The Sambhavna Trust also emphasized mental health and recovery by providing yoga and massage sessions through its Ayurveda Care department. This type of treatment is native to India and specific to the Hindu culture. Ellie made sure to medicate the whole person, not just their physical ailments. She befriended Animal and helped him through his internal struggle about the orientation of his body. At the end of the novel, Animal is very accepting of his new form and it is all from Ellie and her unconditional support.
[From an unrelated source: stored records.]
//! Cache key: the address of one cached dataset.
//!
//! The string form `{run_id}-{data_type}-{lineage_hash}` names the backend
//! location (SQLite table, document directory). Components are restricted to
//! `[A-Za-z0-9_.]` so that the string form is unambiguous and safe to use as
//! an identifier or a path segment.

use std::fmt;
use std::str::FromStr;

use serde::{Deserialize, Serialize};
use sha2::{Digest, Sha256};

use crate::error::{StoreError, StoreResult};

/// Separator between key components in the string form.
pub const KEY_SEPARATOR: char = '-';

/// Upper bound per component, keeps table names and paths reasonable.
pub const MAX_COMPONENT_LEN: usize = 64;

/// Hex chars of the config digest kept in a derived lineage hash.
const LINEAGE_HASH_LEN: usize = 16;

/// Identifier of one cached dataset: what was computed, for which run, under
/// which configuration.
#[derive(Debug, Clone, PartialEq, Eq, Hash, PartialOrd, Ord, Serialize, Deserialize)]
#[serde(try_from = "KeyParts", into = "KeyParts")]
pub struct CacheKey {
    run_id: String,
    data_type: String,
    lineage_hash: String,
}

impl CacheKey {
    pub fn new(
        run_id: impl Into<String>,
        data_type: impl Into<String>,
        lineage_hash: impl Into<String>,
    ) -> StoreResult<Self> {
        let run_id = run_id.into();
        let data_type = data_type.into();
        let lineage_hash = lineage_hash.into();

        validate_component("run_id", &run_id)?;
        validate_component("data_type", &data_type)?;
        validate_component("lineage_hash", &lineage_hash)?;

        Ok(Self {
            run_id,
            data_type,
            lineage_hash,
        })
    }

    /// Derive the key for `data_type` produced under `config`.
    ///
    /// The lineage hash is a truncated SHA-256 over the JCS canonical form of
    /// the configuration, so key order inside `config` does not matter.
    pub fn for_config(
        run_id: impl Into<String>,
        data_type: impl Into<String>,
        config: &serde_json::Value,
    ) -> StoreResult<Self> {
        Self::new(run_id, data_type, lineage_hash(config)?)
    }

    pub fn run_id(&self) -> &str {
        &self.run_id
    }

    pub fn data_type(&self) -> &str {
        &self.data_type
    }

    pub fn lineage_hash(&self) -> &str {
        &self.lineage_hash
    }
}

impl fmt::Display for CacheKey {
    fn fmt(&self, f: &mut fmt::Formatter<'_>) -> fmt::Result {
        write!(
            f,
            "{}{sep}{}{sep}{}",
            self.run_id,
            self.data_type,
            self.lineage_hash,
            sep = KEY_SEPARATOR
        )
    }
}

impl FromStr for CacheKey {
    type Err = StoreError;

    fn from_str(s: &str) -> StoreResult<Self> {
        let parts: Vec<&str> = s.split(KEY_SEPARATOR).collect();
        match parts.as_slice() {
            [run_id, data_type, lineage_hash] => Self::new(*run_id, *data_type, *lineage_hash),
            _ => Err(StoreError::InvalidKey {
                component: "key",
                value: s.to_string(),
                reason: format!(
                    "expected 3 components separated by '{}', got {}",
                    KEY_SEPARATOR,
                    parts.len()
                ),
            }),
        }
    }
}

/// Hash of a plugin configuration, as used in [`CacheKey::for_config`].
pub fn lineage_hash(config: &serde_json::Value) -> StoreResult<String> {
    let canonical = serde_jcs::to_string(config).map_err(|e| StoreError::Serialization {
        message: format!("failed to canonicalize config: {}", e),
    })?;
    let digest = Sha256::digest(canonical.as_bytes());
    let mut hex = hex::encode(digest);
    hex.truncate(LINEAGE_HASH_LEN);
    Ok(hex)
}

fn validate_component(component: &'static str, value: &str) -> StoreResult<()> {
    let invalid = |reason: &str| StoreError::InvalidKey {
        component,
        value: value.to_string(),
        reason: reason.to_string(),
    };

    if value.is_empty() {
        return Err(invalid("must not be empty"));
    }
    if value.len() > MAX_COMPONENT_LEN {
        return Err(invalid("too long"));
    }
    if let Some(c) = value
        .chars()
        .find(|c| !(c.is_ascii_alphanumeric() || *c == '_' || *c == '.'))
    {
        return Err(invalid(&format!("character {:?} not allowed", c)));
    }
    Ok(())
}

#[derive(Serialize, Deserialize)]
struct KeyParts {
    run_id: String,
    data_type: String,
    lineage_hash: String,
}

impl TryFrom<KeyParts> for CacheKey {
    type Error = StoreError;

    fn try_from(p: KeyParts) -> StoreResult<Self> {
        Self::new(p.run_id, p.data_type, p.lineage_hash)
    }
}

impl From<CacheKey> for KeyParts {
    fn from(k: CacheKey) -> Self {
        Self {
            run_id: k.run_id,
            data_type: k.data_type,
            lineage_hash: k.lineage_hash,
        }
    }
}
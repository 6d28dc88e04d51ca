//! Chunk rows: table creation, insert and point reads by `chunk_i`.

use rusqlite::types::{ToSql, ToSqlOutput, Value as SqlValue, ValueRef};
use rusqlite::Connection;

use super::ident::{index_name_impl, quote_ident_impl, sql_type_impl};
use super::schema::stored_table_name_impl;
use crate::chunk::{Chunk, DType, RecordBatch, Schema, Value};
use crate::error::{StoreError, StoreResult};

impl ToSql for Value {
    fn to_sql(&self) -> rusqlite::Result<ToSqlOutput<'_>> {
        Ok(match self {
            Value::Null => ToSqlOutput::Owned(SqlValue::Null),
            Value::Int(v) => ToSqlOutput::Owned(SqlValue::Integer(*v)),
            Value::Float(v) => ToSqlOutput::Owned(SqlValue::Real(*v)),
            Value::Bool(v) => ToSqlOutput::Owned(SqlValue::Integer(i64::from(*v))),
            Value::Text(s) => ToSqlOutput::Borrowed(ValueRef::Text(s.as_bytes())),
            Value::Bytes(b) => ToSqlOutput::Borrowed(ValueRef::Blob(b)),
        })
    }
}

fn value_from_sql_impl(v: ValueRef<'_>, dtype: DType) -> Result<Value, String> {
    match (v, dtype) {
        (ValueRef::Null, _) => Ok(Value::Null),
        (ValueRef::Integer(i), DType::Int64) => Ok(Value::Int(i)),
        (ValueRef::Integer(i), DType::Bool) => Ok(Value::Bool(i != 0)),
        (ValueRef::Real(f), DType::Float64) => Ok(Value::Float(f)),
        (ValueRef::Integer(i), DType::Float64) => Ok(Value::Float(i as f64)),
        (ValueRef::Text(b), DType::Text) => String::from_utf8(b.to_vec())
            .map(Value::Text)
            .map_err(|e| format!("invalid UTF-8 text: {}", e)),
        (ValueRef::Blob(b), DType::Bytes) => Ok(Value::Bytes(b.to_vec())),
        (other, dtype) => Err(format!(
            "stored {:?} cannot be read as {}",
            other.data_type(),
            dtype.as_str()
        )),
    }
}

/// Create the data table for a key if it does not exist yet.
///
/// Without a schema only the reserved columns are created (an entry with
/// zero chunks still needs its table to be findable). A table whose name
/// differs from `table` only in case belongs to another key and is refused.
pub(crate) fn create_data_table_impl(
    conn: &Connection,
    table: &str,
    schema: Option<&Schema>,
) -> StoreResult<()> {
    if let Some(stored) = stored_table_name_impl(conn, table)? {
        if stored != table {
            return Err(StoreError::KeyCollision {
                key: table.to_string(),
                existing: stored,
            });
        }
    }

    let mut columns = vec![
        "chunk_i INTEGER NOT NULL".to_string(),
        "row_i INTEGER NOT NULL".to_string(),
    ];
    if let Some(schema) = schema {
        for field in schema.fields() {
            columns.push(format!(
                "{} {}",
                quote_ident_impl(&field.name)?,
                sql_type_impl(field.dtype)
            ));
        }
    }

    let quoted = quote_ident_impl(table)?;
    conn.execute(
        &format!("CREATE TABLE IF NOT EXISTS {} ({})", quoted, columns.join(", ")),
        [],
    )?;
    conn.execute(
        &format!(
            "CREATE INDEX IF NOT EXISTS {} ON {}(chunk_i)",
            quote_ident_impl(&index_name_impl(table))?,
            quoted
        ),
        [],
    )?;
    Ok(())
}

pub(crate) fn drop_data_table_impl(conn: &Connection, table: &str) -> StoreResult<()> {
    conn.execute(
        &format!("DROP TABLE IF EXISTS {}", quote_ident_impl(table)?),
        [],
    )?;
    Ok(())
}

/// Insert every row of `chunk`, stamped with `chunk_i` and its position.
///
/// Caller owns the transaction.
pub(crate) fn insert_chunk_rows_impl(
    conn: &Connection,
    table: &str,
    chunk: &Chunk,
) -> StoreResult<usize> {
    let schema = chunk.batch.schema();
    create_data_table_impl(conn, table, Some(schema))?;

    let mut names = vec!["chunk_i".to_string(), "row_i".to_string()];
    for field in schema.fields() {
        names.push(quote_ident_impl(&field.name)?);
    }
    let placeholders: Vec<String> = (1..=names.len()).map(|i| format!("?{}", i)).collect();
    let sql = format!(
        "INSERT INTO {} ({}) VALUES ({})",
        quote_ident_impl(table)?,
        names.join(", "),
        placeholders.join(", ")
    );

    let chunk_i = i64::try_from(chunk.chunk_i)
        .map_err(|_| StoreError::Database(format!("chunk_i {} out of range", chunk.chunk_i)))?;

    let mut stmt = conn.prepare(&sql)?;
    for (row_i, row) in chunk.batch.rows().iter().enumerate() {
        let row_i = row_i as i64;
        let mut params: Vec<&dyn ToSql> = Vec::with_capacity(row.len() + 2);
        params.push(&chunk_i);
        params.push(&row_i);
        params.extend(row.iter().map(|v| v as &dyn ToSql));
        stmt.execute(rusqlite::params_from_iter(params))?;
    }
    Ok(chunk.batch.num_rows())
}

/// Select the rows of one chunk, in write order, decoded with `dtype`.
pub(crate) fn read_chunk_rows_impl(
    conn: &Connection,
    table: &str,
    chunk_i: u64,
    dtype: &Schema,
) -> StoreResult<RecordBatch> {
    let mut select = vec!["row_i".to_string()];
    for field in dtype.fields() {
        select.push(quote_ident_impl(&field.name)?);
    }
    let sql = format!(
        "SELECT {} FROM {} WHERE chunk_i = ?1 ORDER BY row_i ASC",
        select.join(", "),
        quote_ident_impl(table)?
    );
    let chunk_i = i64::try_from(chunk_i)
        .map_err(|_| StoreError::Database(format!("chunk_i {} out of range", chunk_i)))?;

    let mut stmt = conn.prepare(&sql)?;
    let mut rows = stmt.query([chunk_i])?;
    let mut out = Vec::new();
    while let Some(row) = rows.next()? {
        let mut values = Vec::with_capacity(dtype.len());
        for (i, field) in dtype.fields().iter().enumerate() {
            let value = value_from_sql_impl(row.get_ref(i + 1)?, field.dtype).map_err(|reason| {
                StoreError::SchemaMismatch {
                    key: table.to_string(),
                    reason: format!("field {:?}: {}", field.name, reason),
                }
            })?;
            values.push(value);
        }
        out.push(values);
    }

    RecordBatch::new(dtype.clone(), out).map_err(|e| StoreError::SchemaMismatch {
        key: table.to_string(),
        reason: e.to_string(),
    })
}
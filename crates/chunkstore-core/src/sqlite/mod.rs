//! SQLite backend: one table per key plus a shared `metadata` table.
//!
//! Every data table carries two extra columns, `chunk_i` (indexed, for
//! point reads) and `row_i` (row order inside a chunk). A key is cached
//! once its `metadata` row is committed and no pending marker remains.

use std::path::{Path, PathBuf};
use std::sync::atomic::{AtomicU64, Ordering};
use std::sync::{Arc, Mutex, MutexGuard};
use std::time::Duration;

use rusqlite::Connection;
use serde_json::{Map, Value};
use tracing::debug;

use crate::chunk::{Chunk, RecordBatch, Schema};
use crate::config::{OverwritePolicy, StoreConfig};
use crate::error::{StoreError, StoreResult};
use crate::key::CacheKey;
use crate::lock::WriterLock;
use crate::metadata::{ChunkInfo, Compressor, Metadata};
use crate::store::{CachedEntry, ChunkReader, Saver, SaverState, Store, WriteSession};

mod ident;
mod meta;
mod rows;
pub mod schema;

pub use schema::CACHE_SCHEMA;

const DEFAULT_BUSY_TIMEOUT: Duration = Duration::from_millis(5000);

/// Distinguishes writer-lock scopes of in-memory databases.
static NEXT_MEMORY_ID: AtomicU64 = AtomicU64::new(0);

fn lock_conn(conn: &Mutex<Connection>) -> StoreResult<MutexGuard<'_, Connection>> {
    conn.lock()
        .map_err(|_| StoreError::Database("connection mutex poisoned".to_string()))
}

/// SQLite-backed chunk store.
#[derive(Clone)]
pub struct SqliteStore {
    conn: Arc<Mutex<Connection>>,
    /// Set for file-backed stores; savers open their own connection to it.
    path: Option<PathBuf>,
    busy_timeout: Duration,
    overwrite: OverwritePolicy,
    lock: WriterLock,
}

impl SqliteStore {
    /// Open a file-backed store, creating the shared tables if absent.
    pub fn open(path: &Path) -> StoreResult<Self> {
        Self::open_with_timeout(path, DEFAULT_BUSY_TIMEOUT)
    }

    fn open_with_timeout(path: &Path, busy_timeout: Duration) -> StoreResult<Self> {
        let conn = Connection::open(path)?;
        schema::init_connection_impl(&conn, busy_timeout)?;
        let scope = path
            .canonicalize()
            .unwrap_or_else(|_| path.to_path_buf())
            .display()
            .to_string();
        debug!(path = %path.display(), "opened sqlite chunk store");
        Ok(Self {
            conn: Arc::new(Mutex::new(conn)),
            path: Some(path.to_path_buf()),
            busy_timeout,
            overwrite: OverwritePolicy::default(),
            lock: WriterLock::new(format!("sqlite:{}", scope)),
        })
    }

    /// Create an in-memory store (for testing). Savers share its connection.
    pub fn memory() -> StoreResult<Self> {
        Self::from_connection(Connection::open_in_memory()?)
    }

    /// Create a store from an existing connection. Savers share it.
    pub fn from_connection(conn: Connection) -> StoreResult<Self> {
        schema::init_connection_impl(&conn, DEFAULT_BUSY_TIMEOUT)?;
        let id = NEXT_MEMORY_ID.fetch_add(1, Ordering::Relaxed);
        Ok(Self {
            conn: Arc::new(Mutex::new(conn)),
            path: None,
            busy_timeout: DEFAULT_BUSY_TIMEOUT,
            overwrite: OverwritePolicy::default(),
            lock: WriterLock::new(format!("sqlite-conn:{}", id)),
        })
    }

    pub fn from_config(cfg: &StoreConfig) -> StoreResult<Self> {
        Ok(Self::open_with_timeout(&cfg.sqlite_path, cfg.busy_timeout())?
            .with_overwrite_policy(cfg.overwrite))
    }

    pub fn with_overwrite_policy(mut self, policy: OverwritePolicy) -> Self {
        self.overwrite = policy;
        self
    }

    pub fn overwrite_policy(&self) -> OverwritePolicy {
        self.overwrite
    }

    /// Direct access to the store connection (maintenance and tests).
    pub fn connection(&self) -> StoreResult<MutexGuard<'_, Connection>> {
        lock_conn(&self.conn)
    }

    /// All tables in the database, shared tables included.
    pub fn tables(&self) -> StoreResult<Vec<String>> {
        let conn = lock_conn(&self.conn)?;
        schema::list_tables_impl(&conn)
    }

    fn saver_connection(&self) -> StoreResult<Arc<Mutex<Connection>>> {
        match &self.path {
            Some(path) => {
                let conn = Connection::open(path)?;
                schema::init_connection_impl(&conn, self.busy_timeout)?;
                Ok(Arc::new(Mutex::new(conn)))
            }
            None => Ok(Arc::clone(&self.conn)),
        }
    }
}

impl Store for SqliteStore {
    fn find(&self, key: &CacheKey) -> StoreResult<CachedEntry> {
        let table = key.to_string();
        let conn = lock_conn(&self.conn)?;

        if !schema::table_exists_impl(&conn, &table)? {
            debug!(key = %key, "not in cache");
            return Err(StoreError::NotCached { key: table });
        }
        if meta::is_pending_impl(&conn, &table)? {
            debug!(key = %key, "write in progress or abandoned; not in cache");
            return Err(StoreError::NotCached { key: table });
        }

        let metadata = meta::read_metadata_impl(&conn, &table)?;
        debug!(key = %key, chunks = metadata.chunks.len(), "cache hit");
        Ok(CachedEntry {
            key: key.clone(),
            location: table,
            metadata,
        })
    }

    fn read_metadata(&self, key: &CacheKey) -> StoreResult<Metadata> {
        let conn = lock_conn(&self.conn)?;
        meta::read_metadata_impl(&conn, &key.to_string())
    }

    fn read_chunk(
        &self,
        entry: &CachedEntry,
        info: &ChunkInfo,
        dtype: &Schema,
    ) -> StoreResult<RecordBatch> {
        // Rows are stored as native columns; the compressor tag is informational.
        let batch = {
            let conn = lock_conn(&self.conn)?;
            rows::read_chunk_rows_impl(&conn, &entry.location, info.chunk_i, dtype)?
        };
        if batch.num_rows() as u64 != info.n {
            return Err(StoreError::misformatted(
                entry.key.to_string(),
                format!(
                    "chunk {} has {} rows, metadata records {}",
                    info.chunk_i,
                    batch.num_rows(),
                    info.n
                ),
            ));
        }
        Ok(batch)
    }

    fn saver(&self, key: &CacheKey, seed: Map<String, Value>) -> StoreResult<Box<dyn Saver>> {
        let guard = self.lock.acquire(key)?;
        let conn = self.saver_connection()?;
        let table = key.to_string();
        {
            let c = lock_conn(&conn)?;
            meta::prepare_write_impl(&c, &table, self.overwrite)?;
        }
        debug!(key = %key, "saver opened");
        Ok(Box::new(SqliteSaver {
            conn,
            table,
            session: WriteSession::new(key.clone(), seed, guard),
        }))
    }

    fn list_keys(&self) -> StoreResult<Vec<CacheKey>> {
        let names = {
            let conn = lock_conn(&self.conn)?;
            meta::list_metadata_names_impl(&conn)?
        };
        let mut keys: Vec<CacheKey> = names.iter().filter_map(|n| n.parse().ok()).collect();
        keys.sort();
        Ok(keys)
    }

    fn chunks<'a>(&'a self, entry: &'a CachedEntry) -> ChunkReader<'a> {
        ChunkReader::new(self, entry)
    }
}

/// Saver for one key of a [`SqliteStore`].
pub struct SqliteSaver {
    conn: Arc<Mutex<Connection>>,
    table: String,
    session: WriteSession,
}

impl Saver for SqliteSaver {
    fn key(&self) -> &CacheKey {
        self.session.key()
    }

    fn metadata(&self) -> &Metadata {
        self.session.metadata()
    }

    fn state(&self) -> SaverState {
        self.session.state()
    }

    fn write_chunk(&mut self, chunk: Chunk, compressor: Option<Compressor>) -> StoreResult<()> {
        self.session.check_chunk(&chunk)?;

        let written = lock_conn(&self.conn).and_then(|conn| {
            schema::in_immediate_txn_impl(&conn, |c| {
                rows::insert_chunk_rows_impl(c, &self.table, &chunk)
            })
        });

        match written {
            Ok(_) => {
                self.session.record_chunk(&chunk, compressor);
                Ok(())
            }
            Err(e) => {
                self.session.fail();
                Err(e)
            }
        }
    }

    fn close(&mut self) -> StoreResult<Metadata> {
        let json = self.session.begin_close()?.to_json()?;
        let schema = self.session.metadata().dtype.clone();

        let committed = lock_conn(&self.conn).and_then(|conn| {
            meta::commit_metadata_impl(&conn, &self.table, &json, schema.as_ref())
        });

        match committed {
            Ok(()) => Ok(self.session.finish_close()),
            Err(e) => {
                self.session.fail();
                Err(e)
            }
        }
    }
}
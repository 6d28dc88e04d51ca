//! Store configuration.
//!
//! | Environment Variable | Description |
//! |---------------------|-------------|
//! | `CHUNKSTORE_BACKEND` | `sqlite` or `document` (default: `sqlite`) |
//! | `CHUNKSTORE_SQLITE_PATH` | SQLite database file (default: `chunkstore.db`) |
//! | `CHUNKSTORE_DOCUMENT_ROOT` | Root directory of the document backend (default: `chunkstore-docs`) |
//! | `CHUNKSTORE_BUSY_TIMEOUT_MS` | SQLite busy timeout in milliseconds (default: 5000) |
//! | `CHUNKSTORE_OVERWRITE` | `reject` or `replace` when saving over a cached key (default: `reject`) |

use std::path::{Path, PathBuf};
use std::str::FromStr;
use std::time::Duration;

use anyhow::Context;
use serde::{Deserialize, Serialize};

use crate::document::DocumentStore;
use crate::error::{StoreError, StoreResult};
use crate::sqlite::SqliteStore;
use crate::store::Store;

/// What `saver()` does when the key is already cached.
#[derive(Debug, Clone, Copy, PartialEq, Eq, Default, Serialize, Deserialize)]
#[serde(rename_all = "lowercase")]
pub enum OverwritePolicy {
    /// Fail with `AlreadyCached`.
    #[default]
    Reject,
    /// Remove the cached entry, then write.
    Replace,
}

impl FromStr for OverwritePolicy {
    type Err = StoreError;

    fn from_str(s: &str) -> StoreResult<Self> {
        match s.trim().to_ascii_lowercase().as_str() {
            "reject" => Ok(Self::Reject),
            "replace" => Ok(Self::Replace),
            other => Err(StoreError::Config {
                message: format!("unknown overwrite policy: {}", other),
            }),
        }
    }
}

#[derive(Debug, Clone, Copy, PartialEq, Eq, Default, Serialize, Deserialize)]
#[serde(rename_all = "lowercase")]
pub enum BackendKind {
    #[default]
    Sqlite,
    Document,
}

impl FromStr for BackendKind {
    type Err = StoreError;

    fn from_str(s: &str) -> StoreResult<Self> {
        match s.trim().to_ascii_lowercase().as_str() {
            "sqlite" => Ok(Self::Sqlite),
            "document" => Ok(Self::Document),
            other => Err(StoreError::Config {
                message: format!("unknown backend: {}", other),
            }),
        }
    }
}

#[derive(Debug, Clone, PartialEq, Eq, Serialize, Deserialize)]
pub struct StoreConfig {
    #[serde(default)]
    pub backend: BackendKind,

    /// SQLite database file.
    #[serde(default = "default_sqlite_path")]
    pub sqlite_path: PathBuf,

    /// Root directory of the document backend.
    #[serde(default = "default_document_root")]
    pub document_root: PathBuf,

    /// SQLite busy timeout in milliseconds.
    #[serde(default = "default_busy_timeout_ms")]
    pub busy_timeout_ms: u64,

    #[serde(default)]
    pub overwrite: OverwritePolicy,
}

fn default_sqlite_path() -> PathBuf {
    PathBuf::from("chunkstore.db")
}

fn default_document_root() -> PathBuf {
    PathBuf::from("chunkstore-docs")
}

fn default_busy_timeout_ms() -> u64 {
    5000
}

impl Default for StoreConfig {
    fn default() -> Self {
        Self {
            backend: BackendKind::default(),
            sqlite_path: default_sqlite_path(),
            document_root: default_document_root(),
            busy_timeout_ms: default_busy_timeout_ms(),
            overwrite: OverwritePolicy::default(),
        }
    }
}

impl StoreConfig {
    /// Create config from environment variables. Unset or unparseable
    /// values fall back to defaults.
    pub fn from_env() -> Self {
        Self::from_lookup(|name| std::env::var(name).ok())
    }

    fn from_lookup(get: impl Fn(&str) -> Option<String>) -> Self {
        Self {
            backend: get("CHUNKSTORE_BACKEND")
                .and_then(|v| v.parse().ok())
                .unwrap_or_default(),
            sqlite_path: get("CHUNKSTORE_SQLITE_PATH")
                .map(PathBuf::from)
                .unwrap_or_else(default_sqlite_path),
            document_root: get("CHUNKSTORE_DOCUMENT_ROOT")
                .map(PathBuf::from)
                .unwrap_or_else(default_document_root),
            busy_timeout_ms: get("CHUNKSTORE_BUSY_TIMEOUT_MS")
                .and_then(|v| v.parse().ok())
                .unwrap_or_else(default_busy_timeout_ms),
            overwrite: get("CHUNKSTORE_OVERWRITE")
                .and_then(|v| v.parse().ok())
                .unwrap_or_default(),
        }
    }

    pub fn from_yaml_str(yaml: &str) -> anyhow::Result<Self> {
        serde_yaml::from_str(yaml).context("parse store config")
    }

    /// Load a YAML config file.
    pub fn load(path: &Path) -> anyhow::Result<Self> {
        let text = std::fs::read_to_string(path)
            .with_context(|| format!("read store config {}", path.display()))?;
        Self::from_yaml_str(&text)
    }

    pub fn busy_timeout(&self) -> Duration {
        Duration::from_millis(self.busy_timeout_ms)
    }

    pub fn with_backend(mut self, backend: BackendKind) -> Self {
        self.backend = backend;
        self
    }

    pub fn with_sqlite_path(mut self, path: impl Into<PathBuf>) -> Self {
        self.sqlite_path = path.into();
        self
    }

    pub fn with_document_root(mut self, root: impl Into<PathBuf>) -> Self {
        self.document_root = root.into();
        self
    }

    pub fn with_overwrite(mut self, policy: OverwritePolicy) -> Self {
        self.overwrite = policy;
        self
    }

    /// Open the configured backend.
    pub fn open_store(&self) -> StoreResult<Box<dyn Store>> {
        let store: Box<dyn Store> = match self.backend {
            BackendKind::Sqlite => Box::new(SqliteStore::from_config(self)?),
            BackendKind::Document => Box::new(DocumentStore::from_config(self)?),
        };
        Ok(store)
    }
}
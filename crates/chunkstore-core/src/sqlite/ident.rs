//! Identifier quoting and column type mapping.
//!
//! Keys and field names are validated at construction. Quoting still doubles
//! any embedded `"` and refuses NUL.

use crate::chunk::DType;
use crate::error::{StoreError, StoreResult};

pub(crate) fn quote_ident_impl(name: &str) -> StoreResult<String> {
    if name.is_empty() || name.contains('\0') {
        return Err(StoreError::Database(format!(
            "refusing to quote identifier {:?}",
            name
        )));
    }
    Ok(format!("\"{}\"", name.replace('"', "\"\"")))
}

/// Index name for a data table. `#` never occurs in a key, so the name
/// cannot coincide with another key's table.
pub(crate) fn index_name_impl(table: &str) -> String {
    format!("{}#chunk_i", table)
}

pub(crate) fn sql_type_impl(dtype: DType) -> &'static str {
    match dtype {
        DType::Int64 | DType::Bool => "INTEGER",
        DType::Float64 => "REAL",
        DType::Text => "TEXT",
        DType::Bytes => "BLOB",
    }
}
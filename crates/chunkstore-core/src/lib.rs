//! Chunked result cache for tabular processing runs.
//!
//! Results are stored under a [`CacheKey`] (`run_id`, `data_type`,
//! `lineage_hash`) as an ordered sequence of fixed-schema chunks plus one
//! metadata record. The record is written last and is the commit point:
//! until it exists, the key reads as not cached.
//!
//! Two backends implement the same [`Store`] / [`Saver`] contract:
//!
//! - [`SqliteStore`]: one table per key and a shared `metadata` table
//! - [`DocumentStore`]: one directory per key with JSON chunk documents
//!
//! # Quick Start
//!
//! ```no_run
//! use chunkstore_core::{CacheKey, Chunk, RecordBatch, Schema, Field, DType, Value};
//! use chunkstore_core::{SqliteStore, Store};
//!
//! # fn example() -> anyhow::Result<()> {
//! let store = SqliteStore::open(std::path::Path::new("chunkstore.db"))?;
//! let key = CacheKey::new("run001", "raw", "cfgHashABC")?;
//!
//! match store.find(&key) {
//!     Ok(entry) => {
//!         for chunk in store.chunks(&entry) {
//!             println!("chunk {} has {} rows", chunk?.chunk_i, entry.metadata.total_rows());
//!         }
//!     }
//!     Err(e) if e.is_not_cached() => {
//!         let schema = Schema::new(vec![Field::new("time", DType::Int64)])?;
//!         let batch = RecordBatch::new(schema, vec![vec![Value::Int(1)]])?;
//!         let mut saver = store.saver(&key, serde_json::Map::new())?;
//!         saver.write_chunk(Chunk::new(0, batch), None)?;
//!         saver.close()?;
//!     }
//!     Err(e) => return Err(e.into()),
//! }
//! # Ok(())
//! # }
//! ```
//!
//! # Configuration
//!
//! | Environment Variable | Description |
//! |---------------------|-------------|
//! | `CHUNKSTORE_BACKEND` | `sqlite` or `document` (default: `sqlite`) |
//! | `CHUNKSTORE_SQLITE_PATH` | SQLite database file (default: `chunkstore.db`) |
//! | `CHUNKSTORE_DOCUMENT_ROOT` | Document backend root (default: `chunkstore-docs`) |
//! | `CHUNKSTORE_BUSY_TIMEOUT_MS` | SQLite busy timeout (default: 5000) |
//! | `CHUNKSTORE_OVERWRITE` | `reject` or `replace` (default: `reject`) |

pub mod chunk;
pub mod config;
pub mod document;
pub mod error;
pub mod key;
pub mod lock;
pub mod metadata;
pub mod sqlite;
pub mod store;

// Re-export main types
pub use chunk::{Chunk, DType, Field, RecordBatch, Schema, Value};
pub use config::{BackendKind, OverwritePolicy, StoreConfig};
pub use document::{DocumentSaver, DocumentStore};
pub use error::{ErrorClass, StoreError, StoreResult};
pub use key::{lineage_hash, CacheKey};
pub use lock::{WriterGuard, WriterLock};
pub use metadata::{ChunkInfo, Compressor, Metadata};
pub use sqlite::{SqliteSaver, SqliteStore};
pub use store::{CachedEntry, ChunkReader, Saver, SaverState, Store, WriteSession};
The Sambhavna Trust did not come about until 1996, and the gas leak occurred in 1984. In those 12 years, the victims received care in hospital-based facilities, which were too expensive for a lot of those people. Even though the Indian government eventually decided to give free healthcare to the victims, their children were not covered, even though their health was also compromised. The majority of the outsiders’ focus was going towards either research or compensation and recognition for the survivors, not their health. Because of this, nobody was sure how to react to the Sambhavna Trust clinics, and whether they were actually there to help. In the book, Ellie was the first one to come in to help the victims. They were very wary of her at first, thinking that she was gathering statistics for Kampani's research, since that is what they were used beforehand. Once her intentions were regarded as pure and earned the people's trust, they were more than willing to receive her help.

==Reception==
According to The Bookbag, Sinha's book was shortlisted for the 2007 Man Booker prize, described in the Independent as an extraordinary achievement and by the Indian Express as a novel so honest it leaves you gasping for breath. Lesley Mason said in his review of Animal's People, "This is a book that should be part of the national curriculum through-out the world. Not only does it explore the outfall of one particular humanitarian and ecological disaster and the pitiful response to it by those responsible; but takes in the wider picture of the general attitude of richer people to the poorer and that of the so-called developed nations to those who have yet to claim a share of the power and the glory (or the muck and the money)."

- New York Times
"It (Khaufpur) is also the setting for his fiercely polemical — and unexpectedly bawdy — novel Animal’s People, a finalist for the 2007 Man Booker Prize that reveals not a paradise but a blighted city."

- Blog Critics
"Try to imagine for a moment what it must be like to be the people of Bhopal who have lived for twenty plus years watching family and friends die, descend into madness or give birth to stillborn babies. Animal's People, the latest offering from Indian author Indra Sinha available from Simon & Schuster Canada, does just that."

- Washington Post
Washington Post said of Animal's People, "The right writer has met the right tragedy".

- Barnes and Noble
Eric Banks of Barnes and Noble Review said, "It isn't hard to figure why it hooked critics: Sinha controls language so magnificently in this novel... [he] carves out his territory with a vengeance".